> **Exercise goal**
Can you quote, word for word, every line from the first line of the records below through the line containing "let entry = entry.map_err(|e|", and nothing else?
Provided material Start Marker
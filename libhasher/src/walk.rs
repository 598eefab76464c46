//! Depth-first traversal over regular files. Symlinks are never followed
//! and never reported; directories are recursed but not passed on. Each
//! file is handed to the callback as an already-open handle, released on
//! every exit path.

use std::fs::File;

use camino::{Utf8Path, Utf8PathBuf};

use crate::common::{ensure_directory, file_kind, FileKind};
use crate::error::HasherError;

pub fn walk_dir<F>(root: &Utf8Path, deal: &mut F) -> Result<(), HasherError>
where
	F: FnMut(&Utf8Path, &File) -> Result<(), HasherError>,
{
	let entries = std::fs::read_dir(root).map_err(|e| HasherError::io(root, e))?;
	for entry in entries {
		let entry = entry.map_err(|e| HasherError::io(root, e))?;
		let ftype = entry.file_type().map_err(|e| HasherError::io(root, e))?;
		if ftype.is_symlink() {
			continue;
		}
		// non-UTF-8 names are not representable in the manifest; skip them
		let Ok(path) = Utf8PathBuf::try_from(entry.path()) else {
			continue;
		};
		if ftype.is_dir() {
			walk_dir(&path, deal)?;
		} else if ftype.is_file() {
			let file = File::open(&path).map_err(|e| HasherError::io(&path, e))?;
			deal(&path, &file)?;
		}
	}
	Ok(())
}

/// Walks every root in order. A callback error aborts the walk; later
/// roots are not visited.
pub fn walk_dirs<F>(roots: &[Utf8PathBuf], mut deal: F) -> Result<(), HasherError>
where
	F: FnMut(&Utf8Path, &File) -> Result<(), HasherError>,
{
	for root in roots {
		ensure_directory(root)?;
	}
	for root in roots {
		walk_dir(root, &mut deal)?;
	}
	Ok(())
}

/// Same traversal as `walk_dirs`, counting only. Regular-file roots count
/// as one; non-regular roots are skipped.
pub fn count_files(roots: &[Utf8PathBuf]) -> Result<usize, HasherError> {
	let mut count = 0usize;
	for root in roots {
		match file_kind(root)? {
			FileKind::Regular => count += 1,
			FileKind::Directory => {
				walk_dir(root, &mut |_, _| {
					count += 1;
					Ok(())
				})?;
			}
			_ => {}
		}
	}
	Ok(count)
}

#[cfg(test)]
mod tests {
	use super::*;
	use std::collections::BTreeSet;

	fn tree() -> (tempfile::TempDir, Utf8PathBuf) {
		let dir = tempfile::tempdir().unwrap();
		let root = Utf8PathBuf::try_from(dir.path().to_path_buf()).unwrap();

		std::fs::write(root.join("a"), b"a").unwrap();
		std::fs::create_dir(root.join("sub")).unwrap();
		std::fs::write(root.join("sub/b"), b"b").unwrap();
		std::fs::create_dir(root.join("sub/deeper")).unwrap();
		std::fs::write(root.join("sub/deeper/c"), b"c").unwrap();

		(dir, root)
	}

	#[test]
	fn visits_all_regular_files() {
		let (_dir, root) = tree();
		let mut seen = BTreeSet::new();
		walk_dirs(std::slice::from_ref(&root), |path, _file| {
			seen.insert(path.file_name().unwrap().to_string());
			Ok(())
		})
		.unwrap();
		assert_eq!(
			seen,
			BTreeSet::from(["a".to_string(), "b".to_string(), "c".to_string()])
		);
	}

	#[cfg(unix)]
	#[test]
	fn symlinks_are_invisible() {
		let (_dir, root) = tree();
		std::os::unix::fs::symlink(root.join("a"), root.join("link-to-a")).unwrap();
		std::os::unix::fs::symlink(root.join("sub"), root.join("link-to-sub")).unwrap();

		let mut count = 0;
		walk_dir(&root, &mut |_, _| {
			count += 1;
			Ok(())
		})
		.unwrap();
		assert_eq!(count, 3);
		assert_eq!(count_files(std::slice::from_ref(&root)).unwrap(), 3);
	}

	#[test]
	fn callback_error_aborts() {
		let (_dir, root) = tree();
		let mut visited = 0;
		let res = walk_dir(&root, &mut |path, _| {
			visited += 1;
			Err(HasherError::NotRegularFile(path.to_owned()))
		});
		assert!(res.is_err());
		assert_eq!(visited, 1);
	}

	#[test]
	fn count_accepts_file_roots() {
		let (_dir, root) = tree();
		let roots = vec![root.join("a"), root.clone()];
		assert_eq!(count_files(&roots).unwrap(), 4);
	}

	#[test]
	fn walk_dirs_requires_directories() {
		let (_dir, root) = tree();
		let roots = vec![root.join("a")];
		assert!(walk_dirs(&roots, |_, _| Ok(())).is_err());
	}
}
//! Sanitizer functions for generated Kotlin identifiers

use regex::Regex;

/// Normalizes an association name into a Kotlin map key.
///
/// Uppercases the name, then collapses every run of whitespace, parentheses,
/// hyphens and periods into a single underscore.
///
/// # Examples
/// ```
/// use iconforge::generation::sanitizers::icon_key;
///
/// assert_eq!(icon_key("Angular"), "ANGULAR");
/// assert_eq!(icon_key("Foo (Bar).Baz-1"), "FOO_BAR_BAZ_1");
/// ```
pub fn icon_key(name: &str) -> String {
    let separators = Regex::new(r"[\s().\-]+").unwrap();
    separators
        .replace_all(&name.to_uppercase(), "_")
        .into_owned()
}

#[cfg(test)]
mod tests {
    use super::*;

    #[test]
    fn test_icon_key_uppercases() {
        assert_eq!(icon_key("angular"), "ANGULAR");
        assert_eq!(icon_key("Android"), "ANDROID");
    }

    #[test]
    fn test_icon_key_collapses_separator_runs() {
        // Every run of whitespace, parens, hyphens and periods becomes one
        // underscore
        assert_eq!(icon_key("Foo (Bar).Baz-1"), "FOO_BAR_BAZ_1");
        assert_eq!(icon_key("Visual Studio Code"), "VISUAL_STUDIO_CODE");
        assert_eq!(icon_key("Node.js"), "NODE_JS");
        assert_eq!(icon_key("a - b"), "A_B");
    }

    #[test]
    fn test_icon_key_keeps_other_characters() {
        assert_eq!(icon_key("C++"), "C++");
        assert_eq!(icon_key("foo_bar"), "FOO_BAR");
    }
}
Provided material End Marker
> **Finished task**
filename libhasher/src/walk.rs
repository 598eefab76464c46
//! Depth-first traversal over regular files. Symlinks are never followed
//! and never reported; directories are recursed but not passed on. Each
//! file is handed to the callback as an already-open handle, released on
//! every exit path.

use std::fs::File;

use camino::{Utf8Path, Utf8PathBuf};

use crate::common::{ensure_directory, file_kind, FileKind};
use crate::error::HasherError;

pub fn walk_dir<F>(root: &Utf8Path, deal: &mut F) -> Result<(), HasherError>
where
	F: FnMut(&Utf8Path, &File) -> Result<(), HasherError>,
{
	let entries = std::fs::read_dir(root).map_err(|e| HasherError::io(root, e))?;
	for entry in entries {
		let entry = entry.map_err(|e| HasherError::io(root, e))?;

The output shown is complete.